Condition Specific Transcription Factor Binding Footprints

We are extending CENTIPEDE mixture model approach to combine data across tissues and to model binding sites that appear to be actively used together as modules by a complex of multiple factors. Paired-end information obtained from new DNase-seq and ATAC-seq protocols as well as new single cell approaches provide additional information that can be exploited towards this end. The predicted modules and the gene expression levels along the genome and across tissues can be used to identify common regulatory programs that dictate how genes are activated in a cell-type specific manner.
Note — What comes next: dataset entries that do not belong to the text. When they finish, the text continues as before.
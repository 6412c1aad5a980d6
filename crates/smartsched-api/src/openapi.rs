//! # OpenAPI Specification Assembly
//!
//! Assembles all utoipa-documented routes into a single spec served at
//! `/openapi.json`.

use axum::routing::get;
use axum::{Json, Router};
use utoipa::OpenApi;

use crate::state::AppState;

/// Assembled OpenAPI spec for the entire API surface.
#[derive(OpenApi)]
#[openapi(
    info(
        title = "SmartSched API",
        version = "0.3.0",
        description = "Attendance marking with model-delegated face matching and location/time constraint validation, roster and timetable reads, and the invalid-attempt review log.",
        license(name = "AGPL-3.0-or-later")
    ),
    paths(
        // Attendance
        crate::routes::attendance::mark_attendance,
        crate::routes::attendance::validate_attempt,
        crate::routes::attendance::get_log,
        crate::routes::attendance::get_checkins,
        crate::routes::attendance::set_mark,
        crate::routes::attendance::get_marks,
        // Faces
        crate::routes::faces::register_face,
        crate::routes::faces::verify_face,
        // Roster
        crate::routes::roster::list_students,
        crate::routes::roster::get_student,
        crate::routes::roster::list_faculty,
        crate::routes::roster::list_classes,
        crate::routes::roster::get_class,
        crate::routes::roster::get_timetable,
    ),
    components(schemas(
        crate::error::ErrorBody,
        crate::error::ErrorDetail,
        crate::auth::Role,
        crate::state::InvalidAttemptRecord,
        crate::state::CheckIn,
        crate::state::MarkStatus,
        crate::routes::attendance::MarkAttendanceRequest,
        crate::routes::attendance::MarkAttendanceResponse,
        crate::routes::attendance::ValidateAttemptRequest,
        crate::routes::attendance::SetMarkRequest,
        crate::routes::faces::RegisterFaceRequest,
        crate::routes::faces::RegisterFaceResponse,
        crate::routes::faces::VerifyFaceRequest,
    )),
    tags(
        (name = "attendance", description = "Attendance marking and review"),
        (name = "faces", description = "Face registration and verification"),
        (name = "roster", description = "Roster and timetable reads"),
    )
)]
pub struct ApiDoc;

/// Router serving the assembled spec.
pub fn router() -> Router<AppState> {
    Router::new().route("/openapi.json", get(serve_spec))
}

async fn serve_spec() -> Json<utoipa::openapi::OpenApi> {
    Json(ApiDoc::openapi())
}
Projects such as ENCODE and Roadmap Epigenomics have been generating large amounts of data, using different types of functional assays on a large collection of tissues. These projects are a unique resource for developing new statistical tools, and assessing which experimental assays are more adequate for answering a given biological question. The data collected by the Genotype-Tissue Expression (GTEx) project on genetic variants affecting gene expression levels across multiple tissues is also very useful in assessing the learned regulatory programs and in providing mechanisms by which genetic variants can affect gene expression and may ultimately lead a disease phenotype. We have started two collaborative projects with Luis Barreiro and Francesca Luca in which we are collecting ATAC-seq data using different in vitro systems to measure chromatin changes caused by environmental and genetic perturbations over time.